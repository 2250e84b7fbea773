use leptos::prelude::*;

use super::view_model::ConfidenceBarModel;

/// Горизонтальная полоса уверенности
#[component]
pub fn ConfidenceBar(model: ConfidenceBarModel) -> impl IntoView {
    let tone = model.tone;
    let label = model.label();

    view! {
        <div class="confidence" style="width: 100%;">
            <div style="display: flex; align-items: center; justify-content: space-between; margin-bottom: 8px;">
                <span style="font-size: 14px; font-weight: 500; color: #374151;">"Confidence:"</span>
                <span style=format!("font-size: 14px; font-weight: 600; color: {};", tone.text_color())>
                    {label.clone()}
                </span>
            </div>
            <div style="width: 100%; height: 24px; background: #e5e7eb; border-radius: 9999px; overflow: hidden; box-shadow: inset 0 2px 4px rgba(0,0,0,0.06);">
                <div
                    class=format!("confidence__fill confidence__fill--{}", tone.css_modifier())
                    style=format!(
                        "width: {}; height: 100%; background: {}; border-radius: 9999px; display: flex; align-items: center; justify-content: flex-end; padding-right: 8px; box-sizing: border-box; transition: width 0.5s ease-out;",
                        model.width(),
                        tone.bar_color(),
                    )
                >
                    {model.label_inside.then(|| view! {
                        <span style="font-size: 12px; font-weight: 500; color: white;">{label.clone()}</span>
                    })}
                </div>
            </div>
            {(!model.label_inside).then(|| view! {
                <div style="margin-top: 4px; font-size: 12px; color: #6b7280; text-align: right;">{label.clone()}</div>
            })}
        </div>
    }
}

Prompt> Select every line in the material above where the string "font" occurs, and copy it.

Exercise result>
                <span style="font-size: 14px; font-weight: 500; color: #374151;">"Confidence:"</span>
                <span style=format!("font-size: 14px; font-weight: 600; color: {};", tone.text_color())>
                        <span style="font-size: 12px; font-weight: 500; color: white;">{label.clone()}</span>
                <div style="margin-top: 4px; font-size: 12px; color: #6b7280; text-align: right;">{label.clone()}</div>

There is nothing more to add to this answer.